Spot each line in the records below where the word "RULE" occurs, then copy it.

**Data for processing**
■ ■ ■ ■ ■ ■ ■

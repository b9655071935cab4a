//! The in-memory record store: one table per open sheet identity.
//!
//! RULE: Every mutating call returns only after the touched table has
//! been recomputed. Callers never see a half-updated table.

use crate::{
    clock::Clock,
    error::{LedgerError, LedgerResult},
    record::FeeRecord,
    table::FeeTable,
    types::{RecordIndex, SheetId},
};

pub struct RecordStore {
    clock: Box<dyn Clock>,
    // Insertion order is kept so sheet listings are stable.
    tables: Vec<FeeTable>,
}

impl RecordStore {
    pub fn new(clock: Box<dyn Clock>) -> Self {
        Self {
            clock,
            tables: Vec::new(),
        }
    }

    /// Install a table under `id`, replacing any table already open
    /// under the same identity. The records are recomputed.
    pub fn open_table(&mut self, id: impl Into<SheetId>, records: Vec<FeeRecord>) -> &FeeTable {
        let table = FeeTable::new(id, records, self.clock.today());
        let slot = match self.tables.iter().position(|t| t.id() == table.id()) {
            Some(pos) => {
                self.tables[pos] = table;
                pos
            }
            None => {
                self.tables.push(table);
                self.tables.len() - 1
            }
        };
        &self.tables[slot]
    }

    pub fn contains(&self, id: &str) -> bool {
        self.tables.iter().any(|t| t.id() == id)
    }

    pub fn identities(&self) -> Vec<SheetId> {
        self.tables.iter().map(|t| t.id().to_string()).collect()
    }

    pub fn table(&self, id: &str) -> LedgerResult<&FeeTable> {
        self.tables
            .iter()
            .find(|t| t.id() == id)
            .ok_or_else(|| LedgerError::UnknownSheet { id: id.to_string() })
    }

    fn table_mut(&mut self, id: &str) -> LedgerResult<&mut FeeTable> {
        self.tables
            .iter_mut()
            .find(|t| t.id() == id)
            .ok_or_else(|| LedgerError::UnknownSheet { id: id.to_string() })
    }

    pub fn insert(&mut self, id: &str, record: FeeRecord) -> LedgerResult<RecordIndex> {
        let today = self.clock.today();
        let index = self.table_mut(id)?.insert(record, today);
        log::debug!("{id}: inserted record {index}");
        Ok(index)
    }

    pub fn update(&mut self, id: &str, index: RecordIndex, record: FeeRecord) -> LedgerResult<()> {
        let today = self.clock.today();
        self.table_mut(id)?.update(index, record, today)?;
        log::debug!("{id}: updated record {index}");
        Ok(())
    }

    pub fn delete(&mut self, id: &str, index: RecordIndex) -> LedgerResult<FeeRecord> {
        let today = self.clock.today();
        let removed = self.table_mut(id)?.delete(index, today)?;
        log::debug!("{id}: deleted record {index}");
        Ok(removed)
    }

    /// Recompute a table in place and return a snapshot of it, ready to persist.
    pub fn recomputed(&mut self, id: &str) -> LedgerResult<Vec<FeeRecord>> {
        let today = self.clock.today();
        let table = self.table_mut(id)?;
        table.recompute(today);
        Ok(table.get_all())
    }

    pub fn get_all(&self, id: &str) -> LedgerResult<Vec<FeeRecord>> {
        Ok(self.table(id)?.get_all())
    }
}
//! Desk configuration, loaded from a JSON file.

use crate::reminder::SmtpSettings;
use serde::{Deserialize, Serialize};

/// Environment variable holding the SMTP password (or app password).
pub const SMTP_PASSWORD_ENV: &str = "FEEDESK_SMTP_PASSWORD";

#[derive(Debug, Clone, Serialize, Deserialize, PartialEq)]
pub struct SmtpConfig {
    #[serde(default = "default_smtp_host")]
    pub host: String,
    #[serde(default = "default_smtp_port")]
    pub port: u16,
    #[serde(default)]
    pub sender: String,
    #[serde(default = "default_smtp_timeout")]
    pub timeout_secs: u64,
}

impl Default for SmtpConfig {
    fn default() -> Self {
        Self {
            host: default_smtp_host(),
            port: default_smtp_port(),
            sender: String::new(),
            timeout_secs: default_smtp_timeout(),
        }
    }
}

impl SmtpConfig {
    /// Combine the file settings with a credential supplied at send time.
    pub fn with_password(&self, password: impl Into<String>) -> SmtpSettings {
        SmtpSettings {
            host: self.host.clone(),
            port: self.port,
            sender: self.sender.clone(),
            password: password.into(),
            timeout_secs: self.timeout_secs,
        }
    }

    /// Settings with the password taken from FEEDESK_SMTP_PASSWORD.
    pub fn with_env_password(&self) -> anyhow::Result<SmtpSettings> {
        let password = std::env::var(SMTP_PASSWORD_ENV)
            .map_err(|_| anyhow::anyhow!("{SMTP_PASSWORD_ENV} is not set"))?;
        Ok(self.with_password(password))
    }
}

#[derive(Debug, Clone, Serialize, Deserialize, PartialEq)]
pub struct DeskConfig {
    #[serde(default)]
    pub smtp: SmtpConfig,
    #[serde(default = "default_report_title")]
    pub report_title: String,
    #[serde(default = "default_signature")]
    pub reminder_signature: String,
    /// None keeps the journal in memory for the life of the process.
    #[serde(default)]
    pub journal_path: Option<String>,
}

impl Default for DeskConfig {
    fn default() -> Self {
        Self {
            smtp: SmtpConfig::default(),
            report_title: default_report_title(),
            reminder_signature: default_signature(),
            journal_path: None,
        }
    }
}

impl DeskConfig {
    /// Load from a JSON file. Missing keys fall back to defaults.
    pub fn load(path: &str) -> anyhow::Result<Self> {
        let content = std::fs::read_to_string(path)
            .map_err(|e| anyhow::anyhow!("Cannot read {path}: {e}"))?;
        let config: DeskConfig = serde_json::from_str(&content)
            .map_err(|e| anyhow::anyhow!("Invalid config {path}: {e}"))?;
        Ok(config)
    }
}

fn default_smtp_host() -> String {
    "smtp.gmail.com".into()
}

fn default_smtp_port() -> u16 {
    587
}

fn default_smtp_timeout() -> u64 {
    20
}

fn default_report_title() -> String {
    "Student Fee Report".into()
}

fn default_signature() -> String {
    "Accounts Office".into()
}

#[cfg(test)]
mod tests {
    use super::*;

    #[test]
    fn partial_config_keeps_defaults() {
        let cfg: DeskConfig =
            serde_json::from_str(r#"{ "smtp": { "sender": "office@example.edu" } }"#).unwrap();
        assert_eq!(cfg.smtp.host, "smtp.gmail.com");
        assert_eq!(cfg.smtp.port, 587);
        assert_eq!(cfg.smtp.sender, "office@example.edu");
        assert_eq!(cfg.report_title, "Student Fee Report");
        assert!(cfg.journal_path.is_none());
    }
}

■ ■ ■ ■ ■ ■ ■

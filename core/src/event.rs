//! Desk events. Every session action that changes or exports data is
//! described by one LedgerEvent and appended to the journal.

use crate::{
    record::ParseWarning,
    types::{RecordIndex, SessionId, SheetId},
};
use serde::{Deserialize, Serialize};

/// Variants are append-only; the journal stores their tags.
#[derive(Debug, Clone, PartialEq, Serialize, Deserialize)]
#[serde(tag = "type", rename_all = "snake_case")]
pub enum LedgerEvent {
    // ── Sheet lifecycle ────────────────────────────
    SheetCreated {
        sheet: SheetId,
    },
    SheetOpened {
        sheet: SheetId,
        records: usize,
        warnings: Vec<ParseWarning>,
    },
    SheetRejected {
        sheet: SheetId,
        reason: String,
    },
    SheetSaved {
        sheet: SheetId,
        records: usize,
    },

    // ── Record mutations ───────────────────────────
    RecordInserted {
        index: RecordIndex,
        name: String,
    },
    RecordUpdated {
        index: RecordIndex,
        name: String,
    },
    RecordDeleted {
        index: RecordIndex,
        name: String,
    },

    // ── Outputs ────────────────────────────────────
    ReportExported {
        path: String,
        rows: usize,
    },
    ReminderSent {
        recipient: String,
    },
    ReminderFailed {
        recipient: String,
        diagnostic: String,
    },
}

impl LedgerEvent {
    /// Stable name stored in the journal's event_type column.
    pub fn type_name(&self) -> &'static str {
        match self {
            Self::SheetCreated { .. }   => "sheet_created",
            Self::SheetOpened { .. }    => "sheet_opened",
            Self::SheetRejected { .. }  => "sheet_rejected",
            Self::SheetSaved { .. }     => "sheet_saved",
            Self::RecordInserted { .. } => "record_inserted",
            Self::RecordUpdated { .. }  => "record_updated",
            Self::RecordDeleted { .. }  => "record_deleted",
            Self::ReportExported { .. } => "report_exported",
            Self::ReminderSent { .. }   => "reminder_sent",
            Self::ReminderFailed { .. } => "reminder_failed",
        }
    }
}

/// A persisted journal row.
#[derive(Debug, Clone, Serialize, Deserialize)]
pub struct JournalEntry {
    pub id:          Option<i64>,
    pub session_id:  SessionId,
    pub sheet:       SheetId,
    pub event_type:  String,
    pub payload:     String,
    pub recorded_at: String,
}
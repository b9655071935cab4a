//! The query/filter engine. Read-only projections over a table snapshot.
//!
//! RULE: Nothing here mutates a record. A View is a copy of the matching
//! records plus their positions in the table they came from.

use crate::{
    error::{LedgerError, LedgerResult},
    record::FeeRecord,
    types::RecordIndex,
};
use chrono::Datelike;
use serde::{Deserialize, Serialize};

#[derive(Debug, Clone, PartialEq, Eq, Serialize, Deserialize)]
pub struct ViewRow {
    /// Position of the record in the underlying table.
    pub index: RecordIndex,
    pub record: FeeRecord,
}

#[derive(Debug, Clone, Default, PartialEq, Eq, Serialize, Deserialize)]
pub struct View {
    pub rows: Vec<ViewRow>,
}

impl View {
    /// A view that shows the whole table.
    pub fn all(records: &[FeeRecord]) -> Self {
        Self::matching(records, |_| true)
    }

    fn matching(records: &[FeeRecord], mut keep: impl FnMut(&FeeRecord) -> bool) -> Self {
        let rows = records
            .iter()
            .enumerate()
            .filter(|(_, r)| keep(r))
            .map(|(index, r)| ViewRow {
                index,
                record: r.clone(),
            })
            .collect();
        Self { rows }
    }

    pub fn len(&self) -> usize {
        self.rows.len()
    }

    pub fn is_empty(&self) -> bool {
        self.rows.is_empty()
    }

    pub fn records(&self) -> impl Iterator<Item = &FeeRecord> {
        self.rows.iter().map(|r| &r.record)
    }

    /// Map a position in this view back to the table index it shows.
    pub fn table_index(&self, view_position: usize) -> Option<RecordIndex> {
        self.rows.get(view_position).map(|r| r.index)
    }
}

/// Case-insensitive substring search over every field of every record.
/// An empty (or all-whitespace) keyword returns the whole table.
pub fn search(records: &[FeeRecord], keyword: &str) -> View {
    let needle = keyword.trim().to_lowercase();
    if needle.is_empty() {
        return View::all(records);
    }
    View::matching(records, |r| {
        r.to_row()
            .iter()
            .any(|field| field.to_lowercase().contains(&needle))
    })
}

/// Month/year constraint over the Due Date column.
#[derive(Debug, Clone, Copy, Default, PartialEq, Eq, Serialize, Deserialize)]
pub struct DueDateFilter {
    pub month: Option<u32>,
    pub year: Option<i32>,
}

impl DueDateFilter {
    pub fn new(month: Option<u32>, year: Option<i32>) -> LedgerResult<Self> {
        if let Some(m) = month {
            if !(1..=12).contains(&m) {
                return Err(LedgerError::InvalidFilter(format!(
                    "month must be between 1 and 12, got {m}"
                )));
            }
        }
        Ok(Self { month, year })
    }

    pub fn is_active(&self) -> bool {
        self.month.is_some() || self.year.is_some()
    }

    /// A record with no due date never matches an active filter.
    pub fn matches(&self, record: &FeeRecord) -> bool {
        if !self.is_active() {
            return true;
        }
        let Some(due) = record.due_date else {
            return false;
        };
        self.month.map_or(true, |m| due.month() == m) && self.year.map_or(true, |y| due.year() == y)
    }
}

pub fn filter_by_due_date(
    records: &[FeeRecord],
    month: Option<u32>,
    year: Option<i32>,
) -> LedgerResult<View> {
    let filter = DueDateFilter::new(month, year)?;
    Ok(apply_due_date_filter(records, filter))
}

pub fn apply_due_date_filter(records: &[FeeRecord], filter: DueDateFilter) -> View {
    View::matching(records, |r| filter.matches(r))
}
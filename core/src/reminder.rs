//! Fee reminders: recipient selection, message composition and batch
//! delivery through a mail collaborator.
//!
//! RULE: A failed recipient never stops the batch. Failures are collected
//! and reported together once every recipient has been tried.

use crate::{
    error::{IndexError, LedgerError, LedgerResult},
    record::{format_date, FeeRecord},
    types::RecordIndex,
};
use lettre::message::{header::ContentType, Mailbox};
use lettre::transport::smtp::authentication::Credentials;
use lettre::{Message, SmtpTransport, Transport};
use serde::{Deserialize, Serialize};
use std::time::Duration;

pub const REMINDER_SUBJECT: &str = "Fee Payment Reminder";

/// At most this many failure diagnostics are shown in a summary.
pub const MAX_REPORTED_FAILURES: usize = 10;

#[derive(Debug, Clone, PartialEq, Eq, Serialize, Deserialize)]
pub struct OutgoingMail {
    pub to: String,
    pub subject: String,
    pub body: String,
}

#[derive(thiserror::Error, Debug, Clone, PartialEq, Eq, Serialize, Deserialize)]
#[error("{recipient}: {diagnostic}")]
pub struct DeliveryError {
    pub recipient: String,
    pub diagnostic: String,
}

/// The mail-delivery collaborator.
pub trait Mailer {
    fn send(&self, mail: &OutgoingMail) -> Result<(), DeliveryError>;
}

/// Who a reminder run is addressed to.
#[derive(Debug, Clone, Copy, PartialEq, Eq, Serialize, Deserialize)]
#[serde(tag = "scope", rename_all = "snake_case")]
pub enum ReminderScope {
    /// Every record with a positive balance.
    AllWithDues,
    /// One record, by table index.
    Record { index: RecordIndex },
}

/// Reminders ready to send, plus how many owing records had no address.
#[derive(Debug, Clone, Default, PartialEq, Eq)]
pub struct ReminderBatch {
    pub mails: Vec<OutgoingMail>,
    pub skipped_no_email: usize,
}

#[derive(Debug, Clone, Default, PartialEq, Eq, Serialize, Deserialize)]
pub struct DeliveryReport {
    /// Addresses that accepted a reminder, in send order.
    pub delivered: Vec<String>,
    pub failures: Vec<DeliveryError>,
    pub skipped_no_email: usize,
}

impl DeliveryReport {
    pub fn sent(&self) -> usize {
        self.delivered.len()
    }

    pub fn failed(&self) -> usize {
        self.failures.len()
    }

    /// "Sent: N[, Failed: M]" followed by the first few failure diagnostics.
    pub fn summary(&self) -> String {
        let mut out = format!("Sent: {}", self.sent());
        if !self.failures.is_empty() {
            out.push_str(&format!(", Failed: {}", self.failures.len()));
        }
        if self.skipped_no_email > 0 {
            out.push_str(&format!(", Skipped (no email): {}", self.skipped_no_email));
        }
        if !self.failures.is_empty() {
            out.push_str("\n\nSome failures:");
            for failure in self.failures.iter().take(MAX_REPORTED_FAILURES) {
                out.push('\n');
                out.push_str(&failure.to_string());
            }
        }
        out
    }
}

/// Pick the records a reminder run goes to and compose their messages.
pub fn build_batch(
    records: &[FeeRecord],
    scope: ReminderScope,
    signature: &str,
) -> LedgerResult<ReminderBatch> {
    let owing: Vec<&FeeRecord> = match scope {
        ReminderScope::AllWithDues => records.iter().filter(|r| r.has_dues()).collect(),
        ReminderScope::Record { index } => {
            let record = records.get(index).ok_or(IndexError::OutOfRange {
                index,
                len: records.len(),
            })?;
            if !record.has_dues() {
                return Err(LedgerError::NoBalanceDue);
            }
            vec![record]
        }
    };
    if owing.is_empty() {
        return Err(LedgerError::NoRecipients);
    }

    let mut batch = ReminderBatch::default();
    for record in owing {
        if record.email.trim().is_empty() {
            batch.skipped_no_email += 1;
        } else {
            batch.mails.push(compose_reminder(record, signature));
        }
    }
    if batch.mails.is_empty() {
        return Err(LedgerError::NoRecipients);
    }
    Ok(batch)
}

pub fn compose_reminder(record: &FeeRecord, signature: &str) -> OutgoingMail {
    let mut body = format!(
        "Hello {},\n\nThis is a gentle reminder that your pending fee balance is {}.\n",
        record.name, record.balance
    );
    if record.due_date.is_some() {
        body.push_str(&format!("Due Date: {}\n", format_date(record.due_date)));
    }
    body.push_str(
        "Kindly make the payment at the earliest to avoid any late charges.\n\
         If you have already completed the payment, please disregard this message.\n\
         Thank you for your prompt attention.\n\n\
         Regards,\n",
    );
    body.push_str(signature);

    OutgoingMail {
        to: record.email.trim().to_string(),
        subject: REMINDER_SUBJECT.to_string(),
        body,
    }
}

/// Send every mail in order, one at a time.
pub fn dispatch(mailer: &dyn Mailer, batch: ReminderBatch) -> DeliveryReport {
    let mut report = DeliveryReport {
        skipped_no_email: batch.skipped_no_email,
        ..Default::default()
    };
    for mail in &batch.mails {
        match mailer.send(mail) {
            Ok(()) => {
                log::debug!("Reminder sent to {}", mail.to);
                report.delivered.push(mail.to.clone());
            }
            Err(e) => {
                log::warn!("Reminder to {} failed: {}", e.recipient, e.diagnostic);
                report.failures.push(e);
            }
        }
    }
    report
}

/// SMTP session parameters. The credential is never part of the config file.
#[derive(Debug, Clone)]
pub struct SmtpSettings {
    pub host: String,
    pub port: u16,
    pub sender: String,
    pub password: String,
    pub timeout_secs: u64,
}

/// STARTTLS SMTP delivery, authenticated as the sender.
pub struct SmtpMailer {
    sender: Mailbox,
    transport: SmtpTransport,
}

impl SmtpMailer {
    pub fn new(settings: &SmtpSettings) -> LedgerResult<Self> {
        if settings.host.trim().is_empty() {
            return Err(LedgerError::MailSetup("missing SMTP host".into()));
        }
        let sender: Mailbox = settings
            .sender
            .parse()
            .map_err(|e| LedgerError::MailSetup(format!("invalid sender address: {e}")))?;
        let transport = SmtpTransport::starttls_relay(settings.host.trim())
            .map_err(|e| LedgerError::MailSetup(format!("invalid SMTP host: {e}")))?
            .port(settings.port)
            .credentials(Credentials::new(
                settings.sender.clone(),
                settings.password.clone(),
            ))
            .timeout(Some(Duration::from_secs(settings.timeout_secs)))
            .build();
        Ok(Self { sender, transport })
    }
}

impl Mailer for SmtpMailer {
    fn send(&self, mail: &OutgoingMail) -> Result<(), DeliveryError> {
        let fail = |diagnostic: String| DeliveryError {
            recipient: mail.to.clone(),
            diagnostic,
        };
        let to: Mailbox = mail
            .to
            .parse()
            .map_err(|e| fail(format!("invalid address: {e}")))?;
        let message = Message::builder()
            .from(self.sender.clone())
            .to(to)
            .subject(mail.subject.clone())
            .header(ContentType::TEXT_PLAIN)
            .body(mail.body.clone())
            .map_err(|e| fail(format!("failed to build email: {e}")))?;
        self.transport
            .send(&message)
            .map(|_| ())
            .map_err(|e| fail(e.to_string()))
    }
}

■ ■ ■ ■ ■ ■ ■

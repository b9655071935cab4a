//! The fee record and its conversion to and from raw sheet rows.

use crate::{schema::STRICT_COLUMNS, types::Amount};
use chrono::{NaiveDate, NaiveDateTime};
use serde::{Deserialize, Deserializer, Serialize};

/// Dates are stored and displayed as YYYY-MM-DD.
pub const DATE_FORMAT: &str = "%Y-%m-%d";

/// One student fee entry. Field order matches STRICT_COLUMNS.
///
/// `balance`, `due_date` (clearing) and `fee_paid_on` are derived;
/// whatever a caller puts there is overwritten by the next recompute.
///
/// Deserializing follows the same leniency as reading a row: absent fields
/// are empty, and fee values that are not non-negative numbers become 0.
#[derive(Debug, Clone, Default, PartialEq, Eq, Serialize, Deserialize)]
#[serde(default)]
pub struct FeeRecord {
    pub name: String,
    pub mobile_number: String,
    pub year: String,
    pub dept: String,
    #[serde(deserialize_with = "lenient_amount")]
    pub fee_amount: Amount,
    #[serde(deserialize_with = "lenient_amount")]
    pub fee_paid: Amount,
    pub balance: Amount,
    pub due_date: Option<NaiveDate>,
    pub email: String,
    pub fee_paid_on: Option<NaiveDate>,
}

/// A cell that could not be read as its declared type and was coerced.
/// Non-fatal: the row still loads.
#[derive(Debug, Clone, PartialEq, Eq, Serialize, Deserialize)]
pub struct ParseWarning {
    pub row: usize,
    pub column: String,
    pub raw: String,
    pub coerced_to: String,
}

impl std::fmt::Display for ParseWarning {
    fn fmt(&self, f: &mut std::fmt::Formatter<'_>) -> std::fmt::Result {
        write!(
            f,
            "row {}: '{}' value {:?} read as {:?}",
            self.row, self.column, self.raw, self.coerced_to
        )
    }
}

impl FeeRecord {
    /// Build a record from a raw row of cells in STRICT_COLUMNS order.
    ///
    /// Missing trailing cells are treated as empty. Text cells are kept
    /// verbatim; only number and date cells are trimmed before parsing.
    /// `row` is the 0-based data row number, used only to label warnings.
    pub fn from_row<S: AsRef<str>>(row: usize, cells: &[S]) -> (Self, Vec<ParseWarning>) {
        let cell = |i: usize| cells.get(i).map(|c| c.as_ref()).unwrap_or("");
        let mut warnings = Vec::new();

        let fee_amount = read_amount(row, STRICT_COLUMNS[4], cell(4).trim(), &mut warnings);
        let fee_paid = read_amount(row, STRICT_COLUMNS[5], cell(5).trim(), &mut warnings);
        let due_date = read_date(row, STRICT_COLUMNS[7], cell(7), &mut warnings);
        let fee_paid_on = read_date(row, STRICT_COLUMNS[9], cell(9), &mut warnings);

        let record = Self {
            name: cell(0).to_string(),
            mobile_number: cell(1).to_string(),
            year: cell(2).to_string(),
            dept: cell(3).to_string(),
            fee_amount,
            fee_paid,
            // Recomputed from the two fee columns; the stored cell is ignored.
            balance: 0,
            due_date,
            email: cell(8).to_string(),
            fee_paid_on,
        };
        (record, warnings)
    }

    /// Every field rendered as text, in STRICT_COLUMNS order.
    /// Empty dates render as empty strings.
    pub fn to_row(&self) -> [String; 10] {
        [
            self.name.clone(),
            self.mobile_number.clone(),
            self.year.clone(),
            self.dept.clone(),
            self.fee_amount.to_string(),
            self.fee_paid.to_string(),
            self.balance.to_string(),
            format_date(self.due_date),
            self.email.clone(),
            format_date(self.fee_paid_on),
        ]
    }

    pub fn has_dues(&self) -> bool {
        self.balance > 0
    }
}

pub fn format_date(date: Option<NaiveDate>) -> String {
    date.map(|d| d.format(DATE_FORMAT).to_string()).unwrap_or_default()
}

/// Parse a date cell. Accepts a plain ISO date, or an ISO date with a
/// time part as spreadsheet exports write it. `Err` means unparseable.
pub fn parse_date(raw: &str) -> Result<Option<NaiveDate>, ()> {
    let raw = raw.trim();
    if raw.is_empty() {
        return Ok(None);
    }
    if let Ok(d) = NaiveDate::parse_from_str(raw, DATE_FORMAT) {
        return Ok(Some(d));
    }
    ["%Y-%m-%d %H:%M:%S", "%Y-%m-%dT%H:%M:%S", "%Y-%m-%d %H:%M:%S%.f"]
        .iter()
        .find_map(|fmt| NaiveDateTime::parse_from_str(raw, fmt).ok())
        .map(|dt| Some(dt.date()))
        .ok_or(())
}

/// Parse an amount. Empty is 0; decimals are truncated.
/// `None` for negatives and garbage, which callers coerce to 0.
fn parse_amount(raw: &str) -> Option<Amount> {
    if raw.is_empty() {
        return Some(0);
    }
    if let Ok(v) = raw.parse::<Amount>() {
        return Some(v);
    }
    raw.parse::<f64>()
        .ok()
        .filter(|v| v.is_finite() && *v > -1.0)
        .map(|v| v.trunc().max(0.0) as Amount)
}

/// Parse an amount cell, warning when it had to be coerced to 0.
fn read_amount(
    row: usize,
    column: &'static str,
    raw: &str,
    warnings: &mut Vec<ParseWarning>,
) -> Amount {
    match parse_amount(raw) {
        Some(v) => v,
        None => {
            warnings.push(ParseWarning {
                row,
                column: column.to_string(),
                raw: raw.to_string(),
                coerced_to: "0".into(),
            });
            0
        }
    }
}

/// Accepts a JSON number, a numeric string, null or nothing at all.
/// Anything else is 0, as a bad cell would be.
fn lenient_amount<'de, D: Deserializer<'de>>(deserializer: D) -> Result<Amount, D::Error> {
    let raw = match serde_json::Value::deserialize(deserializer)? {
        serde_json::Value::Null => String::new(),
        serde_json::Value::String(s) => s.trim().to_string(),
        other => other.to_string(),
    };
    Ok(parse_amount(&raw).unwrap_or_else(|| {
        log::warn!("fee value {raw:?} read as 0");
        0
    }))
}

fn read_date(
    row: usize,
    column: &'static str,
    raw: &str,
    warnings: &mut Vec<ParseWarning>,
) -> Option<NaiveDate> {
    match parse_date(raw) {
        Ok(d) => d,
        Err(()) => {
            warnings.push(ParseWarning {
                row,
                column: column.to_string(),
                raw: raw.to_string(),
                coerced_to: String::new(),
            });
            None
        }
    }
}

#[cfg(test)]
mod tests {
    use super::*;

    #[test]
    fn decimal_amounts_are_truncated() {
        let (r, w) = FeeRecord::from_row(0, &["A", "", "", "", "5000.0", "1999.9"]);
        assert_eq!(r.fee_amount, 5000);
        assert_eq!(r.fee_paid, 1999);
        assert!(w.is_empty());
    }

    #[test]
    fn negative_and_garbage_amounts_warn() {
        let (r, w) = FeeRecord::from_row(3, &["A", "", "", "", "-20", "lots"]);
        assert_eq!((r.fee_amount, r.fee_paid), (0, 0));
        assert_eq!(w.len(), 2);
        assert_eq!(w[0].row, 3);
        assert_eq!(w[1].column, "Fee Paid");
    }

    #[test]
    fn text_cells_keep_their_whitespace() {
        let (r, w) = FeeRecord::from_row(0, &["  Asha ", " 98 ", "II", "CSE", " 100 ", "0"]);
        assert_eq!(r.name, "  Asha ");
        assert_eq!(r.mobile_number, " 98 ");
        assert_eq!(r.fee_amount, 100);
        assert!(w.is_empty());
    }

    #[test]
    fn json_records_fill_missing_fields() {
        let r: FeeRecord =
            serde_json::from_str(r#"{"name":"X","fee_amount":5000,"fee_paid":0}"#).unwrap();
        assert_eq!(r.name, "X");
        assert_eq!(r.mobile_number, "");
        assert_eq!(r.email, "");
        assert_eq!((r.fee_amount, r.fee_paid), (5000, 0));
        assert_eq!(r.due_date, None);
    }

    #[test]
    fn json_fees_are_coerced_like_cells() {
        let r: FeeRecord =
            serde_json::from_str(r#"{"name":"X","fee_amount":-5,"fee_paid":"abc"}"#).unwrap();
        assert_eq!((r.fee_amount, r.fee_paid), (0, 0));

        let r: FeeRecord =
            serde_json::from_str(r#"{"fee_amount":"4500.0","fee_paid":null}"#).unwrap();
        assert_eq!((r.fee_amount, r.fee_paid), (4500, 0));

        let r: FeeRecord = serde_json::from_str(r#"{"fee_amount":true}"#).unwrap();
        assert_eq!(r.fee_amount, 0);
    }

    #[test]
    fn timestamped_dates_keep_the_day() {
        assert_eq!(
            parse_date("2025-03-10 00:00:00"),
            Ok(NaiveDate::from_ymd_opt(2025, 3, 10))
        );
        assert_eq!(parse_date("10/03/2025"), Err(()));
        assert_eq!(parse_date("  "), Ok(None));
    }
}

■ ■ ■ ■ ■ ■ ■

**Written answer**
//! RULE: Every mutating call returns only after the touched table has
//! RULE: Nothing here mutates a record. A View is a copy of the matching
//! RULE: A failed recipient never stops the batch. Failures are collected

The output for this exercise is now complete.